//! Loader results and result sets.

use serde::de::DeserializeOwned;
use serde::{Deserialize, Deserializer, Serialize};
use serde_json::Value;

use crate::meta::PageMeta;

/// Outcome of one loader.
///
/// `props: None` is the "nothing loaded" placeholder. It is omitted on the
/// wire, which keeps it distinct from an explicit `null` payload. Objects
/// with any other field, or a non-string `redirect`, are rejected.
#[derive(Debug, Clone, PartialEq, Serialize, Deserialize)]
#[serde(untagged, deny_unknown_fields)]
pub enum LoadResult {
    /// Short-circuit the whole response with a redirect.
    Redirect { redirect: String },
    /// Data for the page, plus optional head metadata.
    Props {
        #[serde(
            default,
            skip_serializing_if = "Option::is_none",
            deserialize_with = "present"
        )]
        props: Option<Value>,
        #[serde(default, skip_serializing_if = "Option::is_none")]
        meta: Option<PageMeta>,
    },
}

// A present field always yields `Some`, even for `null`.
fn present<'de, D>(deserializer: D) -> Result<Option<Value>, D::Error>
where
    D: Deserializer<'de>,
{
    Value::deserialize(deserializer).map(Some)
}

impl LoadResult {
    /// Placeholder for a route without a loader.
    pub fn empty() -> Self {
        Self::Props {
            props: None,
            meta: None,
        }
    }

    /// Successful result carrying `props`.
    pub fn props(props: Value) -> Self {
        Self::Props {
            props: Some(props),
            meta: None,
        }
    }

    /// Successful result from any serializable value.
    pub fn from_serialize<T: Serialize>(props: &T) -> Result<Self, serde_json::Error> {
        Ok(Self::props(serde_json::to_value(props)?))
    }

    /// Redirect to `target`.
    pub fn redirect(target: impl Into<String>) -> Self {
        Self::Redirect {
            redirect: target.into(),
        }
    }

    /// Attach head metadata. Has no effect on redirects.
    pub fn with_meta(self, page_meta: PageMeta) -> Self {
        match self {
            Self::Props { props, .. } => Self::Props {
                props,
                meta: Some(page_meta),
            },
            redirect => redirect,
        }
    }

    /// Check if this result short-circuits with a redirect.
    pub fn is_redirect(&self) -> bool {
        matches!(self, Self::Redirect { .. })
    }

    /// Redirect target, if any.
    pub fn redirect_target(&self) -> Option<&str> {
        match self {
            Self::Redirect { redirect } => Some(redirect),
            Self::Props { .. } => None,
        }
    }

    /// Raw props, if any were loaded.
    pub fn props_value(&self) -> Option<&Value> {
        match self {
            Self::Props { props, .. } => props.as_ref(),
            Self::Redirect { .. } => None,
        }
    }

    /// Props decoded into a concrete type.
    pub fn props_as<T: DeserializeOwned>(&self) -> Result<Option<T>, serde_json::Error> {
        self.props_value()
            .map(|v| T::deserialize(v))
            .transpose()
    }

    /// Head metadata, if any.
    pub fn meta(&self) -> Option<&PageMeta> {
        match self {
            Self::Props { meta, .. } => meta.as_ref(),
            Self::Redirect { .. } => None,
        }
    }
}

/// Loader results index-aligned with a matched route chain, outermost first.
#[derive(Debug, Clone, Default, PartialEq, Serialize, Deserialize)]
#[serde(transparent)]
pub struct LoaderResultSet(Vec<LoadResult>);

impl LoaderResultSet {
    /// Wrap results that are already in chain order.
    pub fn new(results: Vec<LoadResult>) -> Self {
        Self(results)
    }

    /// Number of results (equals the chain length).
    pub fn len(&self) -> usize {
        self.0.len()
    }

    /// Check if the chain was empty.
    pub fn is_empty(&self) -> bool {
        self.0.is_empty()
    }

    /// Result at `index` in chain order.
    pub fn get(&self, index: usize) -> Option<&LoadResult> {
        self.0.get(index)
    }

    /// Result of the innermost route, authoritative for page metadata and
    /// for the data endpoint.
    pub fn last(&self) -> Option<&LoadResult> {
        self.0.last()
    }

    /// First redirect scanning outer to inner. An ancestor's redirect wins
    /// over anything its descendants returned.
    pub fn redirect(&self) -> Option<&str> {
        self.0.iter().find_map(LoadResult::redirect_target)
    }

    /// Iterate in chain order.
    pub fn iter(&self) -> std::slice::Iter<'_, LoadResult> {
        self.0.iter()
    }

    /// Borrow as a slice.
    pub fn as_slice(&self) -> &[LoadResult] {
        &self.0
    }

    /// Unwrap into the underlying vector.
    pub fn into_inner(self) -> Vec<LoadResult> {
        self.0
    }
}

impl FromIterator<LoadResult> for LoaderResultSet {
    fn from_iter<I: IntoIterator<Item = LoadResult>>(iter: I) -> Self {
        Self(iter.into_iter().collect())
    }
}

impl IntoIterator for LoaderResultSet {
    type Item = LoadResult;
    type IntoIter = std::vec::IntoIter<LoadResult>;

    fn into_iter(self) -> Self::IntoIter {
        self.0.into_iter()
    }
}

impl<'a> IntoIterator for &'a LoaderResultSet {
    type Item = &'a LoadResult;
    type IntoIter = std::slice::Iter<'a, LoadResult>;

    fn into_iter(self) -> Self::IntoIter {
        self.0.iter()
    }
}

:: Your instructions ::
Only the lines from the start of the listing through the line with "short-circuits with a redirect." should be repeated, each exactly as it stands.

:: Written solution ::
//! Loader results and result sets.

use serde::de::DeserializeOwned;
use serde::{Deserialize, Deserializer, Serialize};
use serde_json::Value;

use crate::meta::PageMeta;

/// Outcome of one loader.
///
/// `props: None` is the "nothing loaded" placeholder. It is omitted on the
/// wire, which keeps it distinct from an explicit `null` payload. Objects
/// with any other field, or a non-string `redirect`, are rejected.
#[derive(Debug, Clone, PartialEq, Serialize, Deserialize)]
#[serde(untagged, deny_unknown_fields)]
pub enum LoadResult {
    /// Short-circuit the whole response with a redirect.
    Redirect { redirect: String },
    /// Data for the page, plus optional head metadata.
    Props {
        #[serde(
            default,
            skip_serializing_if = "Option::is_none",
            deserialize_with = "present"
        )]
        props: Option<Value>,
        #[serde(default, skip_serializing_if = "Option::is_none")]
        meta: Option<PageMeta>,
    },
}

// A present field always yields `Some`, even for `null`.
fn present<'de, D>(deserializer: D) -> Result<Option<Value>, D::Error>
where
    D: Deserializer<'de>,
{
    Value::deserialize(deserializer).map(Some)
}

impl LoadResult {
    /// Placeholder for a route without a loader.
    pub fn empty() -> Self {
        Self::Props {
            props: None,
            meta: None,
        }
    }

    /// Successful result carrying `props`.
    pub fn props(props: Value) -> Self {
        Self::Props {
            props: Some(props),
            meta: None,
        }
    }

    /// Successful result from any serializable value.
    pub fn from_serialize<T: Serialize>(props: &T) -> Result<Self, serde_json::Error> {
        Ok(Self::props(serde_json::to_value(props)?))
    }

    /// Redirect to `target`.
    pub fn redirect(target: impl Into<String>) -> Self {
        Self::Redirect {
            redirect: target.into(),
        }
    }

    /// Attach head metadata. Has no effect on redirects.
    pub fn with_meta(self, page_meta: PageMeta) -> Self {
        match self {
            Self::Props { props, .. } => Self::Props {
                props,
                meta: Some(page_meta),
            },
            redirect => redirect,
        }
    }

    /// Check if this result short-circuits with a redirect.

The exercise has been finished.